Depending on the frequency of the clock reference signal, the accuracy of the measurement improves as the duration of the measurement time increases. If we use a basic frequency counter (according to Equation (2)) with a measurement window of one second, we will reach a maximum accuracy of  $\pm 1$  Hz. However, for QCM applications that require higher frequency resolution and/or shorter measurement time, modern frequency counters employ the reciprocal counting method [26]. Unlike previous approaches that solely rely on a high-frequency reference signal, the proposed reciprocal counter utilizes two signal references: a high-frequency clock signal for frequency calculation and the received GPS signal for period measurement. This approach offers an alternative solution for achieving more accurate measurements without the need for subdivision of the high clock reference signal. Figure 5 illustrates the reciprocal counting method using the GPS Signal.



Figure 5. Reciprocal counter based on an input reference GPS signal.

For a duration of one second, each clock edge of the input signal is counted N times.
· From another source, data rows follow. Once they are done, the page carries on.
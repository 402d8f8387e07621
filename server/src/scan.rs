use crate::types::*;
use ignore::WalkBuilder;
use std::fs;
use std::path::{Path, PathBuf};

// ---------------------------------------------------------------------------
// Extension sets and classification
// ---------------------------------------------------------------------------

/// Extensions read and returned as plain text.
pub const TEXT_EXTENSIONS: &[&str] = &[
    "py", "md", "mdx", "txt", "json", "yml", "yaml", "toml", "cfg", "ini", "html", "css", "js",
    "jsx", "ts", "tsx", "csv", "sql", "sh", "bat", "xml",
];

/// Image extensions returned as raw image content.
pub const IMAGE_EXTENSIONS: &[&str] = &["png", "jpg", "jpeg", "gif"];

/// Classify a file by its lowercased extension. Total and pure: paths with
/// an unknown or missing extension are [`FileKind::Binary`]. File contents
/// are never inspected.
pub fn classify(path: &Path) -> FileKind {
    let ext = path.extension().map(|e| e.to_string_lossy().to_lowercase()).unwrap_or_default();
    if TEXT_EXTENSIONS.contains(&ext.as_str()) {
        FileKind::Text
    } else if ext == "ipynb" {
        FileKind::Notebook
    } else if IMAGE_EXTENSIONS.contains(&ext.as_str()) {
        FileKind::Image(ext)
    } else {
        FileKind::Binary
    }
}

/// Case-insensitive filename-suffix match against a dot-prefixed extension.
pub fn matches_extension(path: &Path, ext: &str) -> bool {
    let name = match path.file_name() {
        Some(n) => n.to_string_lossy().to_lowercase(),
        None => return false,
    };
    name.ends_with(&ext.to_lowercase())
}

/// Lowercased, dot-prefixed extension of a path (empty when there is none).
pub fn extension_of(path: &Path) -> String {
    path.extension()
        .map(|e| format!(".{}", e.to_string_lossy().to_lowercase()))
        .unwrap_or_default()
}

// ---------------------------------------------------------------------------
// Directory walking
// ---------------------------------------------------------------------------

/// Directory names skipped during recursive walks.
const SKIP_DIRS: &[&str] =
    &[".git", "node_modules", "__pycache__", "target", "dist", "build", ".next", "vendor"];

/// Walk a repository tree and return every file in discovery order.
///
/// Hidden entries and well-known dependency/build directories are skipped.
/// Symlinks are never followed, so cyclic links cannot loop the walk. A
/// missing root yields an empty list.
pub fn walk_files(root: &Path) -> Vec<PathBuf> {
    let mut files = Vec::new();
    if !root.is_dir() {
        return files;
    }
    let walker = WalkBuilder::new(root)
        .hidden(true)
        .git_ignore(false)
        .git_global(false)
        .git_exclude(false)
        .follow_links(false)
        .filter_entry(|entry| {
            if entry.file_type().is_some_and(|ft| ft.is_dir()) {
                let name = entry.file_name().to_string_lossy();
                return !SKIP_DIRS.contains(&name.as_ref());
            }
            true
        })
        .build();
    for entry in walker.flatten() {
        if entry.file_type().is_some_and(|ft| ft.is_file()) {
            files.push(entry.into_path());
        }
    }
    files
}

/// Repository-relative display path with forward slashes.
pub fn rel_display(root: &Path, abs: &Path) -> String {
    abs.strip_prefix(root).unwrap_or(abs).to_string_lossy().replace('\\', "/")
}

fn size_of(path: &Path) -> u64 {
    fs::metadata(path).map(|m| m.len()).unwrap_or(0)
}

// ---------------------------------------------------------------------------
// Listing and summary operations
// ---------------------------------------------------------------------------

/// List a repository's files in walk order, capped at [`MAX_LISTED_FILES`]
/// entries while reporting the true total.
pub fn list_files(repo: &Repository) -> RepoListing {
    let mut files: Vec<FileRecord> = walk_files(&repo.root)
        .iter()
        .map(|abs| FileRecord {
            path: rel_display(&repo.root, abs),
            extension: extension_of(abs),
            kind: classify(abs).label(),
            size_bytes: size_of(abs),
        })
        .collect();
    let total_files = files.len();
    files.truncate(MAX_LISTED_FILES);
    RepoListing {
        repository: repo.name.clone(),
        path: repo.root.display().to_string(),
        total_files,
        files,
    }
}

/// Summarize a repository: top-level directories, Python file count, and a
/// capped README excerpt.
pub fn summarize(repo: &Repository) -> RepoSummary {
    let mut directories = Vec::new();
    if let Ok(entries) = fs::read_dir(&repo.root) {
        for entry in entries.flatten() {
            if entry.file_type().is_ok_and(|ft| ft.is_dir()) {
                directories.push(entry.file_name().to_string_lossy().into_owned());
            }
        }
    }
    directories.sort();

    let python_files_count =
        walk_files(&repo.root).iter().filter(|p| matches_extension(p, ".py")).count();

    let readme_path = repo.root.join("README.md");
    let readme = if readme_path.is_file() {
        crate::extract::read_text_lossy(&readme_path).unwrap_or_default()
    } else {
        String::new()
    };
    let readme_excerpt = if readme.chars().count() > README_EXCERPT_CHARS {
        let cut: String = readme.chars().take(README_EXCERPT_CHARS).collect();
        format!("{cut}...")
    } else {
        readme.clone()
    };

    RepoSummary {
        name: repo.name.clone(),
        path: repo.root.display().to_string(),
        directories,
        python_files_count,
        readme_available: !readme.is_empty(),
        readme_excerpt,
    }
}
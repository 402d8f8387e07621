use serde::Serialize;
use std::collections::BTreeMap;
use std::path::PathBuf;

use crate::error::RepoError;

// ---------------------------------------------------------------------------
// Constants — output truncation contracts
// ---------------------------------------------------------------------------

/// Maximum file size (in bytes) that search will read into memory.
pub const MAX_FILE_READ: u64 = 512 * 1024;

/// Maximum number of entries returned by a repository file listing.
pub const MAX_LISTED_FILES: usize = 100;

/// Maximum matching lines reported per file in search results.
pub const MAX_MATCH_LINES: usize = 5;

/// Maximum diff entries included in a comparison result.
pub const MAX_DIFF_ENTRIES: usize = 20;

/// Maximum README excerpt length (in characters) in the repository summary.
pub const README_EXCERPT_CHARS: usize = 500;

// ---------------------------------------------------------------------------
// Repositories and the registry
// ---------------------------------------------------------------------------

/// A named repository root registered for inspection.
///
/// The root is not required to exist at registration time: the listing
/// operation reports existence, search skips absent roots, and per-file
/// operations surface `NotFound`.
#[derive(Clone)]
pub struct Repository {
    pub name: String,
    pub root: PathBuf,
}

impl Repository {
    /// Resolve a repository-relative path against the root.
    pub fn join(&self, rel_path: &str) -> PathBuf {
        self.root.join(rel_path)
    }

    /// Resolve a relative path and require it to be an existing regular file.
    pub fn checked_file(&self, rel_path: &str) -> Result<PathBuf, RepoError> {
        let abs = self.join(rel_path);
        if !abs.exists() {
            return Err(RepoError::NotFound { path: rel_path.to_string() });
        }
        if !abs.is_file() {
            return Err(RepoError::NotAFile { path: rel_path.to_string() });
        }
        Ok(abs)
    }
}

/// Registry of repositories plus the single active-repository selector.
///
/// Core operations take their repository context explicitly; only the
/// transport layer consults `active` to resolve omitted repository names.
pub struct Registry {
    repos: BTreeMap<String, Repository>,
    active: String,
}

impl Registry {
    /// Build a registry from `(name, root)` pairs. The active repository
    /// defaults to the first pair when not given explicitly.
    pub fn new(
        specs: Vec<(String, PathBuf)>,
        active: Option<String>,
    ) -> Result<Self, RepoError> {
        let first = match specs.first() {
            Some((name, _)) => name.clone(),
            None => {
                return Err(RepoError::InvalidArgument(
                    "at least one repository must be registered".to_string(),
                ))
            }
        };
        let mut repos = BTreeMap::new();
        for (name, root) in specs {
            repos.insert(name.clone(), Repository { name, root });
        }
        let active = active.unwrap_or(first);
        if !repos.contains_key(&active) {
            let available = repos.keys().cloned().collect::<Vec<_>>().join(", ");
            return Err(RepoError::UnknownRepository { name: active, available });
        }
        Ok(Self { repos, active })
    }

    pub fn get(&self, name: &str) -> Option<&Repository> {
        self.repos.get(name)
    }

    /// Repository names in listing order.
    pub fn names(&self) -> Vec<String> {
        self.repos.keys().cloned().collect()
    }

    pub fn iter(&self) -> impl Iterator<Item = &Repository> {
        self.repos.values()
    }

    pub fn active_name(&self) -> &str {
        &self.active
    }

    /// The currently active repository. The selector is validated on every
    /// mutation, so the lookup cannot miss.
    pub fn active(&self) -> &Repository {
        self.repos.get(&self.active).expect("active repository must be registered")
    }

    /// Resolve an optional repository name, falling back to the active
    /// repository when the name is omitted or unrecognized.
    pub fn resolve(&self, name: Option<&str>) -> &Repository {
        name.and_then(|n| self.repos.get(n)).unwrap_or_else(|| self.active())
    }

    /// Switch the active repository. Unknown names leave the selector
    /// unchanged and return an error enumerating the valid names.
    pub fn switch(&mut self, name: &str) -> Result<&Repository, RepoError> {
        if !self.repos.contains_key(name) {
            return Err(RepoError::UnknownRepository {
                name: name.to_string(),
                available: self.names().join(", "),
            });
        }
        self.active = name.to_string();
        Ok(self.active())
    }
}

// ---------------------------------------------------------------------------
// File classification
// ---------------------------------------------------------------------------

/// File classification derived purely from the lowercased extension.
#[derive(Clone, Debug, PartialEq, Eq)]
pub enum FileKind {
    Text,
    Notebook,
    /// Image with its format tag (extension without the dot).
    Image(String),
    Binary,
}

impl FileKind {
    /// Short label used in file listings.
    pub fn label(&self) -> &'static str {
        match self {
            FileKind::Text => "text",
            FileKind::Notebook => "notebook",
            FileKind::Image(_) => "image",
            FileKind::Binary => "binary",
        }
    }
}

/// Metadata for a file discovered during a repository walk.
#[derive(Clone, Serialize)]
pub struct FileRecord {
    pub path: String,
    pub extension: String,
    #[serde(rename = "type")]
    pub kind: &'static str,
    pub size_bytes: u64,
}

// ---------------------------------------------------------------------------
// Repository listing and summary payloads
// ---------------------------------------------------------------------------

/// One row of the repository listing operation.
#[derive(Serialize)]
pub struct RepoInfo {
    pub name: String,
    pub path: String,
    pub active: bool,
    pub exists: bool,
}

#[derive(Serialize)]
pub struct RepoList {
    pub repositories: Vec<RepoInfo>,
    pub active_repository: String,
}

/// Summary of the active repository: top-level layout plus README excerpt.
#[derive(Serialize)]
pub struct RepoSummary {
    pub name: String,
    pub path: String,
    pub directories: Vec<String>,
    pub python_files_count: usize,
    pub readme_available: bool,
    pub readme_excerpt: String,
}

/// Capped file listing for a single repository, with the true total count.
#[derive(Serialize)]
pub struct RepoListing {
    pub repository: String,
    pub path: String,
    pub total_files: usize,
    pub files: Vec<FileRecord>,
}

// ---------------------------------------------------------------------------
// Search results
// ---------------------------------------------------------------------------

/// A single line containing the query, with its 1-based position.
#[derive(Clone, Serialize)]
pub struct MatchLine {
    pub line_number: usize,
    pub content: String,
}

/// Per-file search result: uncapped occurrence count plus capped line hits.
#[derive(Clone, Serialize)]
pub struct FileSearchResult {
    pub file: String,
    pub matches: usize,
    pub matching_lines: Vec<MatchLine>,
}

/// Search results grouped by repository. Only repositories with at least one
/// matching file appear.
#[derive(Serialize)]
pub struct SearchReport {
    pub query: String,
    pub extensions: Vec<String>,
    pub total_repos_matched: usize,
    pub files_skipped: usize,
    pub results: BTreeMap<String, Vec<FileSearchResult>>,
}

// ---------------------------------------------------------------------------
// Similar-file discovery
// ---------------------------------------------------------------------------

/// Why a discovered file was considered related to the reference file.
#[derive(Clone, Copy, Debug, PartialEq, Eq, Serialize)]
#[serde(rename_all = "snake_case")]
pub enum SimilarityKind {
    SameNameSameExtension,
    SameNameDifferentExtension,
    SimilarName,
    SameDirectory,
}

#[derive(Clone, Serialize)]
pub struct SimilarFileEntry {
    pub path: String,
    pub similarity: SimilarityKind,
    pub size_bytes: u64,
}

#[derive(Serialize)]
pub struct SimilarReport {
    pub original_file: String,
    pub repository: String,
    pub similar_files_count: usize,
    pub similar_files: Vec<SimilarFileEntry>,
}

// ---------------------------------------------------------------------------
// File comparison
// ---------------------------------------------------------------------------

#[derive(Clone, Copy, Debug, PartialEq, Eq, Serialize)]
#[serde(rename_all = "lowercase")]
pub enum DiffKind {
    Added,
    Removed,
}

/// One added or removed line in the merged diff stream. The line number
/// follows the comparator's counter contract: the counter advances on
/// unchanged and removed lines only, and added lines are stamped with its
/// current value without advancing it.
#[derive(Clone, Serialize)]
pub struct DiffEntry {
    #[serde(rename = "type")]
    pub kind: DiffKind,
    pub line_number: usize,
    pub content: String,
}

#[derive(Serialize)]
pub struct FileSummary {
    pub path: String,
    pub repository: String,
    pub line_count: usize,
    pub size_bytes: u64,
}

#[derive(Serialize)]
pub struct Comparison {
    pub identical: bool,
    pub differences_count: usize,
    pub differences: Vec<DiffEntry>,
}

#[derive(Serialize)]
pub struct CompareResult {
    pub file1: FileSummary,
    pub file2: FileSummary,
    pub comparison: Comparison,
}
Simultaneously, a reference signal is also counted for the exact same duration. This duration, referred to as  $\tau$ , represents the time delay between the first rising edge of the input signal following the rising edge of the one-second period signal, and the first rising edge of the input signal following the falling edge of the 1 Hz signal. The main advantage of this method is its resolution, which remains unaffected by the input frequency and can be enhanced through the utilization of low-cost FPGA-based digital counting techniques (DCTs) for time stamping the start and stop edges of the input signal. Moreover, the error remains constant across the entire range of input signal frequencies and can be reduced as the reference clock frequency increases or as the gate time extends.

Figure 6 illustrates the internal architecture of the FPGA reciprocal counter designed for measuring the frequency of a single QCR oscillator. This design incorporates three digital counters, each 32 bits in size, responsible for counting the various edge events of the input oscillation signal. These counters enable the calculation of the frequency value or frequency shifts resulting from the input QCM stimulations connected to the FPGA's IOBs. The first counter, denoted ValeurFrequenceRef, provides the count result of the high frequency reference delineated by the input GPS signal. This measurement provides a real-time accurate measurement of the reference frequency. The second counter, referred to as C\_Freq, counts the number of rising edges of the signal to be measured (the output oscillation signal for one Pierce QCM oscillator) within the time period  $\tau$ . Finally, the last counter performs the task of counting the number of rising edges of the reference signal



during the designated period  $\tau$  in order to obtain the frequency measurement of the input signal by considering Equation (2).

Figure 6. Architecture of reconfigurable frequency meter.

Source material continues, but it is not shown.